Apple = Run more commercials with black backgrounds and white text that says

SECURITY

PRIVACY

---

Heyyy it never said "good privacy" perceive as you want...

Don't publicly acknowledge that you were the reason someone got murdered and 1000 VIPs got hacked.

One day when I'm deemed a 'Baddie', I looked at Apple as inspiration.

jacquesm|14 days ago

Good one, yes, that is important.

belter|14 days ago

And do they approach Security as a Feature or as a Process. The fingers on one hand are enough to count them...

elxr|14 days ago

No past history of shady planned-obsolescence sprinkled in a bunch of their products, for one.

So that rules out Apple.

A leadership team that is very open and involved with the community, and one that takes extra steps, compared to competitors, to show they take privacy seriously.

selectodude|14 days ago

Planned obsolescence tells me they don't make money on the daily use of their software and they need me to buy more hardware in order to make money.

8note|14 days ago

I'd go for a co-operative ownership model rather than capitalist?

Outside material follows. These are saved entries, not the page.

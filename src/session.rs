//! Per-connection session state machine
//!
//! `Connecting → Negotiating (repeated) → Active → Closed`. A worker reads
//! one line at a time; any read failure counts as a disconnect. Everything
//! the worker writes goes through its `Peer` queue.

use std::sync::Arc;
use std::time::Duration;

use tokio::io::{AsyncBufRead, AsyncBufReadExt};
use tracing::{debug, info};

use crate::client::Peer;
use crate::error::AppError;
use crate::event::Event;
use crate::funnel::Funnel;
use crate::message;
use crate::registry::{Admission, Registry};
use crate::types::{ClientId, Timestamp};

/// Shared collaborators handed to every session worker
#[derive(Debug, Clone)]
pub struct SessionContext {
    pub registry: Arc<Registry>,
    pub funnel: Funnel,
    /// Banner sent before every name prompt
    pub welcome: Arc<str>,
    /// `None` waits forever for the next line
    pub read_timeout: Option<Duration>,
}

/// Lifecycle of one connection
#[derive(Debug, Clone, PartialEq, Eq)]
pub enum SessionState {
    Connecting,
    Negotiating,
    Active { name: String },
    Closed,
}

/// Worker driving one connection from accept to teardown
pub struct Session<R> {
    id: ClientId,
    reader: R,
    peer: Peer,
    admission: Admission,
    ctx: SessionContext,
}

impl<R> Session<R>
where
    R: AsyncBufRead + Unpin,
{
    pub fn new(reader: R, peer: Peer, admission: Admission, ctx: SessionContext) -> Self {
        Self {
            id: peer.id,
            reader,
            peer,
            admission,
            ctx,
        }
    }

    /// Drive the state machine until the connection closes
    ///
    /// Only fails if the broadcast hub has gone away.
    pub async fn run(mut self) -> Result<(), AppError> {
        let mut state = SessionState::Connecting;
        loop {
            state = match state {
                SessionState::Connecting => {
                    debug!("Client {} negotiating a name", self.id);
                    SessionState::Negotiating
                }
                SessionState::Negotiating => self.negotiate().await?,
                SessionState::Active { name } => self.relay(name).await?,
                SessionState::Closed => break,
            };
        }
        debug!("Client {} session closed", self.id);
        Ok(())
    }

    /// One banner + read cycle
    async fn negotiate(&mut self) -> Result<SessionState, AppError> {
        self.send(self.ctx.welcome.to_string());

        let Some(name) = self.read_line().await else {
            debug!("Client {} disconnected while negotiating", self.id);
            return Ok(SessionState::Closed);
        };

        // A previous rejection gave the slot back; count us again
        self.admission.readmit();

        match self.ctx.registry.try_register(self.id, &name) {
            Ok(()) => {
                self.join(&name).await?;
                info!("Client {} joined as '{}'", self.id, name);
                Ok(SessionState::Active { name })
            }
            Err(reason) => {
                info!("Client {} name rejected: {}", self.id, reason);
                self.send(message::rejection(&reason));
                self.admission.release();
                Ok(SessionState::Negotiating)
            }
        }
    }

    /// Announce the join and wait until history has been replayed to us
    async fn join(&mut self, name: &str) -> Result<(), AppError> {
        let (event, replayed) = Event::join(self.peer.clone(), name);
        let submitted = match self.ctx.funnel.submit(event).await {
            Ok(()) => replayed.await.map_err(|_| AppError::FunnelClosed),
            Err(e) => Err(e),
        };
        if submitted.is_err() {
            self.ctx.registry.unregister(self.id);
        }
        submitted
    }

    /// Relay chat lines until the connection drops, then tear down
    async fn relay(&mut self, name: String) -> Result<SessionState, AppError> {
        loop {
            self.send(message::prompt(&Timestamp::now(), &name));

            let Some(line) = self.read_line().await else {
                break;
            };
            if line.is_empty() {
                continue;
            }

            if let Err(e) = self.ctx.funnel.submit(Event::chat(self.id, &name, &line)).await {
                self.teardown(&name).await;
                return Err(e);
            }
        }

        self.teardown(&name).await;
        Ok(SessionState::Closed)
    }

    /// Release the slot, leave the registry and announce the leave
    async fn teardown(&mut self, name: &str) {
        self.admission.depart(self.id);
        info!("Client {} ('{}') left", self.id, name);

        if self.ctx.funnel.submit(Event::leave(self.id, name)).await.is_err() {
            debug!("Hub gone, leave of {} not broadcast", self.id);
        }
    }

    /// Next line with surrounding whitespace trimmed
    ///
    /// Invalid UTF-8 is replaced, not rejected. `None` on EOF, I/O error,
    /// timeout, or a final chunk that never got its newline.
    async fn read_line(&mut self) -> Option<String> {
        let mut buf = Vec::new();
        let timeout = self.ctx.read_timeout;
        let read = self.reader.read_until(b'\n', &mut buf);

        let result = match timeout {
            Some(limit) => match tokio::time::timeout(limit, read).await {
                Ok(result) => result,
                Err(_) => {
                    debug!("Client {} read timed out after {:?}", self.id, limit);
                    return None;
                }
            },
            None => read.await,
        };

        match result {
            Ok(0) => None,
            Ok(_) if buf.last() != Some(&b'\n') => None,
            Ok(_) => Some(String::from_utf8_lossy(&buf).trim().to_string()),
            Err(e) => {
                debug!("Client {} read failed: {}", self.id, e);
                None
            }
        }
    }

    fn send(&self, text: impl Into<String>) {
        if self.peer.send(text).is_err() {
            debug!("Client {} writer closed", self.id);
        }
    }
}
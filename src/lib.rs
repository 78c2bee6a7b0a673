//! Multi-user TCP Chat Server Library
//!
//! A line-oriented chat server: clients connect over TCP, pick a unique
//! display name and exchange messages broadcast to everyone else. Every
//! event is appended to a transcript that is replayed to newcomers.
//!
//! # Features
//! - Admission control (10 concurrent connections by default)
//! - Name negotiation with retry on taken or blank names
//! - Join, chat and leave broadcasts with self-exclusion
//! - Transcript persistence and replay on join
//!
//! # Architecture
//! - `Registry` holds live sessions and the admission counter behind one lock
//! - Each connection runs a `Session` worker plus a writer task
//! - Workers feed events into the `Funnel`
//! - `ChatServer` is the single hub task that persists and fans out events,
//!   so every client and the transcript see one global order
//!
//! # Example
//! ```ignore
//! use tokio::net::TcpListener;
//! use tcp_chat::{handler, ServerConfig};
//!
//! #[tokio::main]
//! async fn main() {
//!     let config = ServerConfig::default();
//!     let listener = TcpListener::bind(config.bind_addr()).await.unwrap();
//!     handler::run(listener, &config).await.unwrap();
//! }
//! ```

pub mod client;
pub mod config;
pub mod error;
pub mod event;
pub mod funnel;
pub mod handler;
pub mod message;
pub mod registry;
pub mod server;
pub mod session;
pub mod transcript;
pub mod types;

// Re-export main types for convenience
pub use client::Peer;
pub use config::{parse_args, ParsedArgs, ServerConfig};
pub use error::{AppError, NameRejected, SendError};
pub use event::{Event, EventKind};
pub use funnel::{Funnel, FunnelReceiver};
pub use handler::{handle_connection, serve};
pub use registry::{Admission, Registry};
pub use server::ChatServer;
pub use session::{Session, SessionContext, SessionState};
pub use transcript::Transcript;
pub use types::{ClientId, Timestamp};
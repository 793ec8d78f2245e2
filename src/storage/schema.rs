//! Database schema definitions
//!
//! This module contains the SQL schema for the Preview-Monitor database.
//! Posts live in one table per channel; a single bookkeeping table tracks
//! per-channel crawl state across cycles.

use rusqlite::Connection;

/// SQL schema for the bookkeeping tables
pub const SCHEMA_SQL: &str = r#"
-- Per-channel crawl bookkeeping. resume_cursor is set when a crawl stops on
-- its iteration budget with unexplored history remaining, and cleared on any
-- other stop.
CREATE TABLE IF NOT EXISTS crawl_state (
    channel TEXT PRIMARY KEY,
    resume_cursor INTEGER,
    updated_at TEXT NOT NULL
);
"#;

/// Initializes the bookkeeping schema
pub fn initialize_schema(conn: &Connection) -> rusqlite::Result<()> {
    conn.execute_batch(SCHEMA_SQL)
}

/// Returns the CREATE TABLE statement for a channel's post table
///
/// The URL is the primary key; inserts use OR IGNORE so re-persisting an
/// already-seen post is a no-op.
pub fn create_channel_table_sql(channel: &str) -> String {
    format!(
        r#"
CREATE TABLE IF NOT EXISTS {table} (
    url TEXT PRIMARY KEY,
    post_id INTEGER NOT NULL,
    channel TEXT NOT NULL,
    text TEXT NOT NULL,
    published_at TEXT,
    media TEXT NOT NULL DEFAULT '[]',
    fetched_at TEXT NOT NULL
);
CREATE INDEX IF NOT EXISTS {index} ON {table}(post_id);
"#,
        table = quote_ident(channel),
        index = quote_ident(&format!("idx_{}_post_id", channel)),
    )
}

/// Quotes a SQL identifier
///
/// Channel names are validated upstream (alphanumeric/underscore), but table
/// names cannot be bound as statement parameters, so they are always quoted
/// here as well.
pub fn quote_ident(name: &str) -> String {
    format!("\"{}\"", name.replace('"', "\"\""))
}
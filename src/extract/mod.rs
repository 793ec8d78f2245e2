//! Post extraction from channel preview pages
//!
//! This module parses the HTML of a `t.me/s/<channel>` preview page into
//! structured post records. Extraction is a pure transformation: a page with
//! no message widgets yields an empty vector, never an error.

use chrono::{DateTime, Utc};
use scraper::{ElementRef, Html, Selector};

/// One post extracted from a preview page
#[derive(Debug, Clone)]
pub struct Post {
    /// Owning channel username
    pub channel: String,

    /// Numeric identifier assigned by the source; decreases as the crawl
    /// walks into history
    pub id: u64,

    /// Canonical post URL, ending in the numeric identifier
    pub url: String,

    /// Message text, empty for media-only posts
    pub text: String,

    /// Publication timestamp, if the markup carried a parseable one
    pub published_at: Option<DateTime<Utc>>,

    /// Photo and video URLs referenced by the message
    pub media: Vec<String>,
}

/// Parses a preview page body into posts, newest first
///
/// Preview pages list messages oldest first; the result is reversed so the
/// newest post comes first, matching the crawler's duplicate check which
/// probes the newest entry of each page.
pub fn extract_posts(channel: &str, html: &str) -> Vec<Post> {
    let document = Html::parse_document(html);
    let mut posts = Vec::new();

    if let Ok(message_selector) = Selector::parse("div.tgme_widget_message[data-post]") {
        for element in document.select(&message_selector) {
            if let Some(post) = extract_post(channel, element) {
                posts.push(post);
            }
        }
    }

    posts.reverse();
    posts
}

/// Extracts a single message widget into a Post
///
/// Returns None when the widget lacks a well-formed `data-post` attribute;
/// such entries (service messages, unsupported widgets) are skipped.
fn extract_post(channel: &str, element: ElementRef) -> Option<Post> {
    let data_post = element.value().attr("data-post")?;
    let (_, id_segment) = data_post.rsplit_once('/')?;
    let id = id_segment.parse::<u64>().ok()?;

    let url = format!("https://t.me/{}", data_post);
    let text = extract_text(element);
    let published_at = extract_published_at(element);
    let media = extract_media(element);

    Some(Post {
        channel: channel.to_string(),
        id,
        url,
        text,
        published_at,
        media,
    })
}

/// Extracts the message text block, empty when absent
fn extract_text(element: ElementRef) -> String {
    let Ok(text_selector) = Selector::parse("div.tgme_widget_message_text") else {
        return String::new();
    };

    element
        .select(&text_selector)
        .next()
        .map(|block| block.text().collect::<String>().trim().to_string())
        .unwrap_or_default()
}

/// Extracts the publication timestamp from the message date widget
fn extract_published_at(element: ElementRef) -> Option<DateTime<Utc>> {
    let time_selector = Selector::parse("time[datetime]").ok()?;

    element
        .select(&time_selector)
        .next()
        .and_then(|time| time.value().attr("datetime"))
        .and_then(|stamp| DateTime::parse_from_rfc3339(stamp).ok())
        .map(|stamp| stamp.with_timezone(&Utc))
}

/// Collects photo and video URLs attached to the message
fn extract_media(element: ElementRef) -> Vec<String> {
    let mut media = Vec::new();

    // Photos are carried as CSS background images on the wrap anchor
    if let Ok(photo_selector) = Selector::parse("a.tgme_widget_message_photo_wrap") {
        for photo in element.select(&photo_selector) {
            if let Some(url) = photo.value().attr("style").and_then(style_background_url) {
                media.push(url);
            }
        }
    }

    if let Ok(video_selector) = Selector::parse("video[src]") {
        for video in element.select(&video_selector) {
            if let Some(src) = video.value().attr("src") {
                media.push(src.to_string());
            }
        }
    }

    media
}

/// Pulls the URL out of a `background-image:url('...')` style attribute
fn style_background_url(style: &str) -> Option<String> {
    let start = style.find("url('")? + "url('".len();
    let rest = &style[start..];
    let end = rest.find("')")?;
    Some(rest[..end].to_string())
}
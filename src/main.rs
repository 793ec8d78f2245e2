//! Preview-Monitor main entry point
//!
//! This is the command-line interface for the Preview-Monitor channel
//! archiver.

use anyhow::Context;
use clap::Parser;
use preview_monitor::config::{load_config_with_hash, Config};
use preview_monitor::url::normalize_channel;
use std::path::PathBuf;
use std::process::ExitCode;
use tracing_subscriber::EnvFilter;

/// Preview-Monitor: a channel preview archiver
///
/// Continuously scrapes the public preview pages of the given channels,
/// storing newly seen posts in SQLite. Each pass walks a channel's history
/// backward until it reaches content it has already stored, then the monitor
/// sleeps and starts over. Stop it with Ctrl-C.
#[derive(Parser, Debug)]
#[command(name = "preview-monitor")]
#[command(version)]
#[command(about = "A channel preview archiver", long_about = None)]
struct Cli {
    /// Path to the SQLite database
    #[arg(long, value_name = "PATH")]
    db_path: PathBuf,

    /// Channel to monitor; repeat for several (--channel a --channel b).
    /// Accepts usernames, @names, and t.me URLs
    #[arg(long = "channel", value_name = "NAME")]
    channels: Vec<String>,

    /// File with one channel per line; blank lines and # comments are
    /// skipped. Ignored when --channel flags are given
    #[arg(long, value_name = "PATH")]
    channels_file: Option<PathBuf>,

    /// Optional TOML tuning file (intervals, budgets, HTTP settings)
    #[arg(long, value_name = "PATH")]
    config: Option<PathBuf>,

    /// Increase logging verbosity (-v, -vv, -vvv)
    #[arg(short, long, action = clap::ArgAction::Count)]
    verbose: u8,

    /// Suppress non-error output
    #[arg(short, long, conflicts_with = "verbose")]
    quiet: bool,
}

#[tokio::main]
async fn main() -> ExitCode {
    let cli = Cli::parse();

    setup_logging(cli.verbose, cli.quiet);

    let config = match load_configuration(cli.config.as_deref()) {
        Ok(config) => config,
        Err(e) => {
            eprintln!("[ERROR] {:#}", e);
            return ExitCode::from(1);
        }
    };

    let channels = match gather_channels(&cli) {
        Ok(channels) => channels,
        Err(e) => {
            eprintln!("[ERROR] {:#}", e);
            return ExitCode::from(1);
        }
    };

    if channels.is_empty() {
        eprintln!("[ERROR] Channels must be entered (--channel or --channels-file).");
        return ExitCode::from(2);
    }

    tracing::info!("Monitoring channels: {}", channels.join(", "));

    match preview_monitor::crawler::run(config, channels, &cli.db_path).await {
        Ok(()) => ExitCode::SUCCESS,
        Err(e) => {
            tracing::error!("Monitor failed: {}", e);
            ExitCode::FAILURE
        }
    }
}

/// Sets up the logging/tracing subscriber based on verbosity level
fn setup_logging(verbose: u8, quiet: bool) {
    let filter = if quiet {
        // Only show errors
        EnvFilter::new("error")
    } else {
        match verbose {
            0 => EnvFilter::new("preview_monitor=info,warn"),
            1 => EnvFilter::new("preview_monitor=debug,info"),
            2 => EnvFilter::new("preview_monitor=trace,debug"),
            _ => EnvFilter::new("trace"),
        }
    };

    tracing_subscriber::fmt()
        .with_env_filter(filter)
        .with_target(false)
        .with_thread_ids(false)
        .with_file(false)
        .init();
}

/// Loads the tuning config, falling back to defaults when no file is given
fn load_configuration(path: Option<&std::path::Path>) -> anyhow::Result<Config> {
    match path {
        Some(path) => {
            let (config, hash) = load_config_with_hash(path)
                .with_context(|| format!("Failed to load config {}", path.display()))?;
            tracing::info!(
                "Configuration loaded from {} (hash: {})",
                path.display(),
                hash
            );
            Ok(config)
        }
        None => Ok(Config::default()),
    }
}

/// Collects and normalizes the channel list from flags and/or file
fn gather_channels(cli: &Cli) -> anyhow::Result<Vec<String>> {
    let mut raw = Vec::new();

    if let Some(path) = &cli.channels_file {
        let content = std::fs::read_to_string(path)
            .with_context(|| format!("Failed to read channels file {}", path.display()))?;
        raw = content
            .lines()
            .map(str::trim)
            .filter(|line| !line.is_empty() && !line.starts_with('#'))
            .map(String::from)
            .collect();
    }

    // Explicit flags replace the file list
    if !cli.channels.is_empty() {
        raw = cli.channels.clone();
    }

    raw.iter()
        .map(|entry| {
            normalize_channel(entry).with_context(|| format!("Invalid channel '{}'", entry))
        })
        .collect()
}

and make sure the member/owners are all of like mind, and willing to pay more to ensure security and privacy

YetAnotherNick|14 days ago

Co-operative will have significantly worse privacy guarantee compared to shareholder based model. In the no one company wants to sacrifice on privacy standard just for the sake of it. They do it for money. And in shareholder based model, the employees are more likely to go against the shareholder when user privacy is involved, because they are not directly benefiting from it.

jacquesm|14 days ago

Mondragon for IT... it's been my dream for decades.